Here’s T Glove

Here’s T Glove
Sasquatch solving a crossword, by DALL•E

Well. It's difficult to feel playful when it feels like one's country is backsliding into fascism. The last couple weeks have been a lot. I’m doing my best to translate my despair and anger into action. To start, this month I'm donating half of the income I earn from those of you who pay for a Signals membership to the National Network of Abortion Funds, which splits its contributions among 91 groups that support people who need abortions, who provide abortions, and who can safely connect the two. Bodily autonomy is a human right. Abortion is healthcare.

Meanwhile, I hope I can offer you something to take your mind off of all — waves hands around — this for at least a few minutes. Take care of yourselves, and each other.

The Puzzler

Every month I offer a new, bite-size puzzle. This one was inspired by a clue in The New York Times that I had partially filled in, when I realized it could go two different ways.

Think of two words, 1 letter & 5 letters, that might kick off a sincere speech at a wedding. Change one letter, and move the space, to get two new words that might also begin a speech at a wedding, this time by someone a little more snarky.

Submit your answer here 🗳

The previous Puzzler's solution — and list of solvers — is below.

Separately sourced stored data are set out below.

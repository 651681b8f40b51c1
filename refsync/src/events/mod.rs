pub mod bus;
pub mod classifier;
pub mod config;
pub mod dispatcher;
pub mod queue;
pub mod resolver;
pub mod types;

pub use bus::EventBus;
pub use classifier::{Classification, ItemChange, classify};
pub use config::DispatchConfig;
pub use dispatcher::{ChangeDispatcher, Consumers, DispatchReport};
pub use queue::{
    NotificationReceiver, Notifier, QueueStats, spawn_dispatch_loop,
};
pub use resolver::{ChangeSet, ancestor_change_set, item_change_set};
pub use types::*;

Mystery #3: Spoonfuls of Sugar

Every month I also create a bigger, meatier, more complex puzzle. It's available for everyone to solve, but Signals Members get access to hints. For Mystery #3, I thought, What better way to celebrate summer than a comically tall stack of ice cream?

Spoonfuls of Sugar
It’s summer, which means it’s time for towering stacks of ice cream.

Thoughts on The Puzzler Hunt

The Puzzler Hunt is over, and the $10,000 has been awarded to Benji Nguyen, who solved the all five metas faster than anyone else. (In just over an hour.) Bravo to A.J. Jacobs, Greg Pliska, and the team of puzzle authors for thoroughly entrancing the puzzle community for those 4 weeks. They really put on something special. Here's a nice interview at Beyond Wordplay with AJ and Greg about how the book and hunt came about.

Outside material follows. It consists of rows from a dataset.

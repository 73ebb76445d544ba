//! Core types: intervals, working windows, slot computation, normalization

pub mod booking;
pub mod error;
pub mod normalize;
pub mod slots;
pub mod time;
pub mod tracing;

pub use booking::BookingRequest;
pub use error::{SlotError, SlotResult};
pub use normalize::{local_to_utc, parse_date, parse_time, utc_to_local};
pub use slots::{filter_busy, free_slots, generate_slots};
pub use time::{TimeSlot, WorkingWindow};
pub use tracing::{TracingConfig, TracingError, TracingOutputFormat, init_tracing};
//! Google Calendar provider configuration.

use std::path::Path;
use std::time::Duration;

use serde::Deserialize;

/// OAuth 2.0 credentials for Google API access.
///
/// Users must provide their own OAuth client id and secret, plus a refresh
/// token granted for the calendar scope; interactive authorization is out of
/// scope for this system.
#[derive(Debug, Clone)]
pub struct GoogleCredentials {
    /// The OAuth 2.0 client ID from Google Cloud Console.
    pub client_id: String,
    /// The OAuth 2.0 client secret from Google Cloud Console.
    pub client_secret: String,
    /// The long-lived refresh token used to mint access tokens.
    pub refresh_token: String,
}

/// Structure of a Google credentials JSON file.
///
/// Supports the Cloud Console format with an "installed" or "web" section,
/// and a flat format with the fields at the root level.
#[derive(Debug, Deserialize)]
struct CredentialsFile {
    installed: Option<NestedCredentials>,
    web: Option<NestedCredentials>,
    client_id: Option<String>,
    client_secret: Option<String>,
    refresh_token: Option<String>,
}

#[derive(Debug, Deserialize)]
struct NestedCredentials {
    client_id: String,
    client_secret: String,
    #[serde(default)]
    refresh_token: Option<String>,
}

impl GoogleCredentials {
    /// Creates new credentials.
    pub fn new(
        client_id: impl Into<String>,
        client_secret: impl Into<String>,
        refresh_token: impl Into<String>,
    ) -> Self {
        Self {
            client_id: client_id.into(),
            client_secret: client_secret.into(),
            refresh_token: refresh_token.into(),
        }
    }

    /// Loads credentials from a JSON file.
    pub fn from_file(path: impl AsRef<Path>) -> Result<Self, String> {
        let content = std::fs::read_to_string(path.as_ref())
            .map_err(|e| format!("failed to read credentials file: {}", e))?;
        Self::from_json(&content)
    }

    /// Parses credentials from a JSON string.
    ///
    /// Supports two formats:
    /// 1. Cloud Console format: `{"installed": {"client_id": ...}}` (or
    ///    `"web"`), with `refresh_token` either nested or at the root.
    /// 2. Flat format: all three fields at the root level.
    pub fn from_json(json: &str) -> Result<Self, String> {
        let file: CredentialsFile = serde_json::from_str(json)
            .map_err(|e| format!("failed to parse credentials JSON: {}", e))?;

        if let Some(nested) = file.installed.or(file.web) {
            let refresh_token = nested
                .refresh_token
                .or(file.refresh_token)
                .ok_or("credentials are missing a refresh_token")?;
            return Ok(Self::new(
                nested.client_id,
                nested.client_secret,
                refresh_token,
            ));
        }

        match (file.client_id, file.client_secret, file.refresh_token) {
            (Some(id), Some(secret), Some(refresh)) => Ok(Self::new(id, secret, refresh)),
            (Some(_), Some(_), None) => Err("credentials are missing a refresh_token".to_string()),
            _ => Err(
                "credentials file must contain an 'installed'/'web' section or \
                 'client_id'/'client_secret'/'refresh_token' at root level"
                    .to_string(),
            ),
        }
    }

    /// Validates that the credentials appear to be correctly formatted.
    pub fn validate(&self) -> Result<(), &'static str> {
        if self.client_id.is_empty() {
            return Err("client_id is required");
        }
        if !self.client_id.ends_with(".apps.googleusercontent.com") {
            return Err("client_id should end with .apps.googleusercontent.com");
        }
        if self.client_secret.is_empty() {
            return Err("client_secret is required");
        }
        if self.refresh_token.is_empty() {
            return Err("refresh_token is required");
        }
        Ok(())
    }
}

/// Configuration for the Google Calendar provider.
#[derive(Debug, Clone)]
pub struct GoogleConfig {
    /// OAuth credentials for API access.
    pub credentials: GoogleCredentials,

    /// Request timeout.
    pub timeout: Duration,

    /// User agent string for API requests.
    pub user_agent: String,
}

impl GoogleConfig {
    /// Default timeout in seconds.
    pub const DEFAULT_TIMEOUT_SECS: u64 = 30;

    /// Creates a new configuration with the given credentials.
    pub fn new(credentials: GoogleCredentials) -> Self {
        Self {
            credentials,
            timeout: Duration::from_secs(Self::DEFAULT_TIMEOUT_SECS),
            user_agent: format!("openslot/{}", env!("CARGO_PKG_VERSION")),
        }
    }

    /// Sets the request timeout.
    pub fn with_timeout(mut self, timeout: Duration) -> Self {
        self.timeout = timeout;
        self
    }

    /// Sets the user agent string.
    pub fn with_user_agent(mut self, user_agent: impl Into<String>) -> Self {
        self.user_agent = user_agent.into();
        self
    }

    /// Validates the configuration.
    pub fn validate(&self) -> Result<(), String> {
        self.credentials
            .validate()
            .map_err(|e| format!("invalid credentials: {}", e))
    }
}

I had solved all 22 feeder puzzles as they were published, but I wasn't able to participate in the final showdown, because we had a big family event on the Saturday when the metas went live. I went back and solved them later, and found them all to be really fun, devious metas, with some satisfyingly groan-worthy puns at the end. (I wouldn't expect anything less.)

When I design hunts for clients, we often struggle with how to make them fair competitions. Clients often want to incentivize game play by offering a prize to the best team. But what does it mean to be best? It could mean whoever finishes the last puzzle first. A timed race like that can engender a fun, energetic vibe, but it can also punish folks who have smaller teams or who have scheduling conflicts. So I tend to discourage it. Alternatively, best can be based on  a point system where points are awarded for each puzzle solved, but then teams that fall behind early on get discouraged, and might even stop playing completely.

My recommendation, after having built a bunch of these over the years, is to implement a weighted raffle system. Solving a puzzle yields a certain number of tickets, but the more hints you take for the puzzle, the fewer tickets you get. The puzzles stay online for a certain time period, enough time for every team to have a shot at solving. Then we throw all the imaginary tickets into an imaginary stetson, and pluck out a winner.

I can understand the reluctance to introduce any chance into a competition that is otherwise based entirely on skill. But I think it goes a long way to normalize the experience, even out the playing field, and get more folks engaged and excited about puzzle solving, which (I think) should be the ultimate goal.

Candy Warhol and Vincent Van Gopher

I'm still having fun with DALL•E promptmanteaus over at @mysteryleague on Instagram. Some recent posts:

The Honeypot Puzzle Fragments

The Honeypot Puzzle Fragments
A print zine of 12 new crossword puzzles from Parker Higgins and Ross Trudeau.

Parker Higgins and Ross Trudeau present 12 original crossword puzzles "with a Spelling Bee twist". $12 for the zine. I haven't played these but I really liked their Thursday crossword in The New York Times a few weeks back.